Each time a report or study is published on maximising the UKCS potential and securing a stronger, higher oil price in the future we see one glaring similarity: the importance of increased productivity.
Future production in this industry will rely heavily on how much exploration is able to take place over the coming decades, but the support for that must be put in place now. Encouraging operators to explore the North Sea with confidence requires efforts from everyone with an invested interest in sustained production, and that includes Governments and politicians.
We also need to ensure that assets are in the hands of the companies that are best placed to develop them effectively. This is particularly key in late life assets, which is why I and the SNP support the calls from Oil and Gas UK for decommissioning relief to be transferred to new entrants. If that is brought in we will see new entrants with the technology, expertise and finance to extend production and delay decommissioning.

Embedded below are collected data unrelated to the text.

use sqlx::PgPool;
use uuid::Uuid;

use crate::models::user::{User, UserRole};

pub struct NewUser<'a> {
    pub email: &'a str,
    pub username: &'a str,
    pub full_name: &'a str,
    pub password_hash: &'a str,
    pub department: Option<&'a str>,
    pub position: Option<&'a str>,
}

pub async fn find_by_id(db: &PgPool, id: Uuid) -> Result<Option<User>, sqlx::Error> {
    sqlx::query_as("SELECT * FROM users WHERE id = $1")
        .bind(id)
        .fetch_optional(db)
        .await
}

/// Looks a user up by username or email. An email match wins over a username match.
pub async fn find_by_login(db: &PgPool, login: &str) -> Result<Option<User>, sqlx::Error> {
    sqlx::query_as(
        r#"
        SELECT * FROM users
        WHERE username = $1 OR LOWER(email) = LOWER($1)
        ORDER BY (LOWER(email) = LOWER($1)) DESC
        LIMIT 1
        "#,
    )
    .bind(login)
    .fetch_optional(db)
    .await
}

pub async fn email_or_username_taken(
    db: &PgPool,
    email: &str,
    username: &str,
) -> Result<bool, sqlx::Error> {
    sqlx::query_scalar(
        "SELECT EXISTS(SELECT 1 FROM users WHERE LOWER(email) = LOWER($1) OR username = $2)",
    )
    .bind(email)
    .bind(username)
    .fetch_one(db)
    .await
}

/// Inserts a new `member`. Registration never grants elevated roles.
pub async fn insert(db: &PgPool, new_user: &NewUser<'_>) -> Result<User, sqlx::Error> {
    sqlx::query_as(
        r#"
        INSERT INTO users (id, email, username, full_name, password_hash, role, department, position)
        VALUES ($1, $2, $3, $4, $5, $6, $7, $8)
        RETURNING *
        "#,
    )
    .bind(Uuid::new_v4())
    .bind(new_user.email)
    .bind(new_user.username)
    .bind(new_user.full_name)
    .bind(new_user.password_hash)
    .bind(UserRole::Member)
    .bind(new_user.department)
    .bind(new_user.position)
    .fetch_one(db)
    .await
}

pub async fn touch_last_login(db: &PgPool, id: Uuid) -> Result<(), sqlx::Error> {
    sqlx::query("UPDATE users SET last_login = NOW() WHERE id = $1")
        .bind(id)
        .execute(db)
        .await?;
    Ok(())
}

pub async fn update_profile(
    db: &PgPool,
    id: Uuid,
    full_name: Option<&str>,
    department: Option<&str>,
    position: Option<&str>,
    workload_capacity: Option<i32>,
) -> Result<User, sqlx::Error> {
    sqlx::query_as(
        r#"
        UPDATE users SET
            full_name = COALESCE($2, full_name),
            department = COALESCE($3, department),
            position = COALESCE($4, position),
            workload_capacity = COALESCE($5, workload_capacity),
            updated_at = NOW()
        WHERE id = $1
        RETURNING *
        "#,
    )
    .bind(id)
    .bind(full_name)
    .bind(department)
    .bind(position)
    .bind(workload_capacity)
    .fetch_one(db)
    .await
}

pub async fn set_manager(db: &PgPool, id: Uuid, manager_id: Uuid) -> Result<User, sqlx::Error> {
    sqlx::query_as(
        "UPDATE users SET manager_id = $2, updated_at = NOW() WHERE id = $1 RETURNING *",
    )
    .bind(id)
    .bind(manager_id)
    .fetch_one(db)
    .await
}

/// Active users reporting directly to `manager_id`, by name.
pub async fn direct_reports(db: &PgPool, manager_id: Uuid) -> Result<Vec<User>, sqlx::Error> {
    sqlx::query_as(
        "SELECT * FROM users WHERE manager_id = $1 AND is_active ORDER BY full_name",
    )
    .bind(manager_id)
    .fetch_all(db)
    .await
}

/// Users the given manager may assign work to: direct reports, or every active
/// member for an admin.
pub async fn assignable_members(db: &PgPool, manager: &User) -> Result<Vec<User>, sqlx::Error> {
    if manager.role == UserRole::Admin {
        sqlx::query_as("SELECT * FROM users WHERE role = $1 AND is_active ORDER BY full_name")
            .bind(UserRole::Member)
            .fetch_all(db)
            .await
    } else {
        sqlx::query_as(
            "SELECT * FROM users WHERE manager_id = $1 AND role = $2 AND is_active ORDER BY full_name",
        )
        .bind(manager.id)
        .bind(UserRole::Member)
        .fetch_all(db)
        .await
    }
}

pub async fn skills_count(db: &PgPool, user_id: Uuid) -> Result<i64, sqlx::Error> {
    sqlx::query_scalar("SELECT COUNT(*) FROM user_skills WHERE user_id = $1")
        .bind(user_id)
        .fetch_one(db)
        .await
}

Next week the Chancellor will make this budget announcement and once again he has the opportunity to give considerable support to the North Sea by putting in place loan guarantees for critical offshore infrastructure. For an industry that has paid tens of billions of pounds into the Treasury over the years, at this difficult time of downturn the UK Government should have the decency and confidence in it to provide some support to ensure a strong future can continue.
The University of Aberdeen’s research states clearly that oil and gas price increases combined with further productivity improvements will make a major difference to the economic recovery of the UKCS. Complex financial simulation modelling is proving what myself and the SNP have been saying for months in regard to productivity boosts, and the Chancellor must pay attention to that.
Now, one of the best pieces of advice I have been given is not to try and be the person who predicts the oil price, but even in the best case scenario of that increasing day-by-day, we still have to accept that it is only one half of the solution this report is suggesting. The other, productivity, will only happen through further exploration and that is as important to the future of the North Sea as the oil price itself. Another failure to announce incentives for exploration of UKCS in the Budget would prove the Tories are covering their eyes and ears and choosing not to listen to industry.
Looking ahead of course there are many factors that will contribute to the future successes of the North Sea that we may not even know about yet; we cannot necessarily predict what innovations will appear over the coming years, but we can prepare for how we react to them. Since the downturn in oil price we have seen how the joint efforts of businesses across the oil and gas industry has resulted in the cost of production being significantly reduced as companies genuinely work in partnership and in each other’s best interests. Unfortunately the response from the UK Government has been far less inspiring as time and time again when they have the opportunity to make a significant and radical difference to exploration and production, they do the bare minimum instead.